--- START ---

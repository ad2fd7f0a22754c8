use anyhow::{Context, Result};
use winit::window::Window;

use crate::geometry::ViewportSize;

use super::surface;
use super::{Drawable, GpuFrame, GpuInit, SurfaceErrorAction};

/// Device, queue and surface for one window.
///
/// The surface borrows the window for `'w`; the window must outlive this value.
pub struct Gpu<'w> {
    surface: wgpu::Surface<'w>,

    device: wgpu::Device,

    /// Command queue. Submission is fire-and-forget.
    queue: wgpu::Queue,

    /// Active surface configuration. Its format is the pipeline's output format.
    config: wgpu::SurfaceConfiguration,

    /// Latest drawable size in physical pixels; may be zero while minimized.
    size: ViewportSize,
}

impl<'w> Gpu<'w> {
    /// Acquires an adapter, device and queue compatible with `window`, and
    /// configures its surface.
    ///
    /// Adapter/device acquisition is asynchronous under wgpu.
    pub async fn new(window: &'w Window, init: GpuInit) -> Result<Self> {
        let size = ViewportSize::from(window.inner_size());
        anyhow::ensure!(!size.is_empty(), "window has zero size");

        let GpuInit {
            prefer_srgb,
            present_mode,
            alpha_mode,
            required_features,
            required_limits,
            desired_maximum_frame_latency,
        } = init;

        let instance = wgpu::Instance::new(&wgpu::InstanceDescriptor {
            backends: wgpu::Backends::all(),
            ..Default::default()
        });

        let surface = instance
            .create_surface(window)
            .context("failed to create wgpu surface")?;

        let adapter = instance
            .request_adapter(&wgpu::RequestAdapterOptions {
                power_preference: wgpu::PowerPreference::default(),
                compatible_surface: Some(&surface),
                force_fallback_adapter: false,
            })
            .await
            .context("failed to find a suitable GPU adapter")?;

        let info = adapter.get_info();
        log::info!("using adapter `{}` ({:?})", info.name, info.backend);

        let (device, queue) = adapter
            .request_device(&wgpu::DeviceDescriptor {
                label: Some("hello device"),
                required_features,
                required_limits,
                experimental_features: wgpu::ExperimentalFeatures::disabled(),
                memory_hints: wgpu::MemoryHints::MemoryUsage,
                trace: wgpu::Trace::Off,
            })
            .await
            .context("failed to create wgpu device/queue")?;

        let caps = surface.get_capabilities(&adapter);
        let format = surface::choose_surface_format(&caps, prefer_srgb)
            .context("surface reports no supported formats")?;
        let alpha_mode = surface::choose_alpha_mode(&caps, alpha_mode);

        let config = wgpu::SurfaceConfiguration {
            usage: wgpu::TextureUsages::RENDER_ATTACHMENT,
            format,
            width: size.width,
            height: size.height,
            present_mode,
            alpha_mode,
            view_formats: vec![],
            desired_maximum_frame_latency,
        };

        surface.configure(&device, &config);
        log::info!(
            "surface configured: {format:?} {}x{} {present_mode:?}",
            size.width,
            size.height
        );

        Ok(Self {
            surface,
            device,
            queue,
            config,
            size,
        })
    }

    /// Output pixel format of the drawable.
    pub fn surface_format(&self) -> wgpu::TextureFormat {
        self.config.format
    }

    pub fn size(&self) -> ViewportSize {
        self.size
    }

    pub fn device(&self) -> &wgpu::Device {
        &self.device
    }

    pub fn queue(&self) -> &wgpu::Queue {
        &self.queue
    }

    /// Records the new drawable size and reconfigures the surface.
    ///
    /// A surface cannot be configured at 0x0; in that case only the recorded
    /// size changes and frames go without a drawable until the next resize.
    pub fn resize(&mut self, new_size: ViewportSize) {
        self.size = new_size;
        if new_size.is_empty() {
            return;
        }

        self.config.width = new_size.width;
        self.config.height = new_size.height;
        self.surface.configure(&self.device, &self.config);
    }

    /// Opens a command encoder and tries to acquire the next drawable.
    ///
    /// Acquisition failures are resolved here (reconfiguring if needed) and
    /// reported through [`GpuFrame::surface_error`]; the frame is still usable
    /// for submission.
    pub fn begin_frame(&mut self) -> GpuFrame {
        let encoder = self
            .device
            .create_command_encoder(&wgpu::CommandEncoderDescriptor {
                label: Some("hello frame encoder"),
            });

        if self.size.is_empty() {
            return GpuFrame {
                encoder,
                drawable: None,
                surface_error: None,
            };
        }

        match self.surface.get_current_texture() {
            Ok(surface_texture) => {
                let view = surface_texture
                    .texture
                    .create_view(&wgpu::TextureViewDescriptor::default());
                GpuFrame {
                    encoder,
                    drawable: Some(Drawable {
                        surface_texture,
                        view,
                    }),
                    surface_error: None,
                }
            }
            Err(err) => {
                let action = self.handle_surface_error(&err);
                log::debug!("no drawable this frame: {err} ({action:?})");
                GpuFrame {
                    encoder,
                    drawable: None,
                    surface_error: Some(action),
                }
            }
        }
    }

    /// Submits the recorded commands and presents the drawable, if any.
    ///
    /// Does not wait for the GPU.
    pub fn submit(&self, frame: GpuFrame) {
        let GpuFrame {
            encoder, drawable, ..
        } = frame;

        self.queue.submit(std::iter::once(encoder.finish()));

        if let Some(Drawable {
            surface_texture,
            view,
        }) = drawable
        {
            drop(view);
            surface_texture.present();
        }
    }

    fn handle_surface_error(&mut self, err: &wgpu::SurfaceError) -> SurfaceErrorAction {
        let action = surface::surface_error_action(err);
        if action == SurfaceErrorAction::Reconfigured && !self.size.is_empty() {
            self.surface.configure(&self.device, &self.config);
        }
        action
    }
}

--- END ---

▸ Brief: Check every line above for the string "label", and copy the ones that have it.

▸ Result below:
                label: Some("hello device"),
                label: Some("hello frame encoder"),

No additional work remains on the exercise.